When we take a closer look at the implications of the political and philosophic values that “queer” represents, it becomes apparent that this is a social phenomenon that has the potential to actually change the world! Even though the Queer movement has grown and flourished within and from the LGBT movement, it is not simply a phenomenon of the LGBT communities. “Queer” embraces all realms of life where gender has played as significant role – which in fact encompasses all of life.
So here’s to Queer! Please add your comments and questions below .. we would be delighted to have a conversation with you!
“From a political perspective, it generally refers to an identity that does not conform to gender binaries and that values a chosen expression of Self that is not restricted by traditional gender norms based on sex of behavior, dress, or social comportment.” So if I wear a dress and I was FAAB I’m not queer? Because I personally might “present” on any given day in a way that while not “restricted by traditional gender norms” happens to overlap with them. I think this is true for most people, making most people queer. Few conform full-time with absurd gender norms, that’s part of the universal ridiculousness of them. However, that’s not actually how the term is used. The way the term is used actually often reinforces the binary definition…because “queer” is often reserved for people whose presentation opposes their assigned binary role, rather than for those ignoring it.
And, as far as the philosophic perspective, it would be super-awesome if people lived genuinely, regardless of their biological sex, but no amount of “positive thinking” will accomplish that while patriarchy still rules, and obfusticating that fact with a lot of queer-theory language doesn’t get us any closer to achieving it.

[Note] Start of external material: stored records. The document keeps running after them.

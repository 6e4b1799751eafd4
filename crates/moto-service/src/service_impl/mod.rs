//! Service implementations.

mod user_service_impl;

pub use user_service_impl::UserServiceImpl;
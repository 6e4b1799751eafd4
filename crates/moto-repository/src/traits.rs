//! Repository trait definitions.

use async_trait::async_trait;
use moto_core::{MotoResult, NewUser, User, UserChanges, UserId};

/// User repository trait: the underlying data store client that the cache
/// layer sits in front of.
#[async_trait]
pub trait UserRepository: Send + Sync {
    /// Returns every user record.
    async fn find_all(&self) -> MotoResult<Vec<User>>;

    /// Finds a user by ID.
    async fn find_by_id(&self, id: UserId) -> MotoResult<Option<User>>;

    /// Persists a new user and returns it with its assigned ID.
    async fn create(&self, new_user: NewUser) -> MotoResult<User>;

    /// Applies changes to an existing user. Returns `None` when the user
    /// does not exist.
    async fn update(&self, id: UserId, changes: UserChanges) -> MotoResult<Option<User>>;

    /// Deletes a user by ID. Returns `true` when a record was removed.
    async fn delete(&self, id: UserId) -> MotoResult<bool>;

    /// Counts all users.
    async fn count(&self) -> MotoResult<u64>;
}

Excellent points, Brooke! Your phrase “universal ridiculousness” is so apt!! And you are so correct that in the context of the patriarchy we still live in, it is impossible to even imagine alternatives to the binaries that dominate our lives. I especially appreciate the point you make about the fact that many folks do overlap gender norms, which makes many of us queer! But when I “dip” into worlds outside my own comfort zone (entrenched hetero-normative zones!!), those norms are alive and well way beyond what I experience in my own world, and when I hear and see the reactions of many in the public when they encounter queer folks, well, we have a long way to go don’t we? So each of us who realize the ridiculousness can only do whatever we can, to challenge it .. some folks do need to “do” queer theory (even though it may seem or be futile) and others need to live the challenge by how they present themselves to the world. But there is still the problem that you point out — the fact that “queer” definitions actually sustain gender binaries .. this is so true. In my experience, if someone cannot discern if someone they encounter is either male or female — it drives them crazy trying to figure out which it is … when in fact, the point of presenting in a way that is not gender specific is intended to overcome the binaries! What a conundrum this is!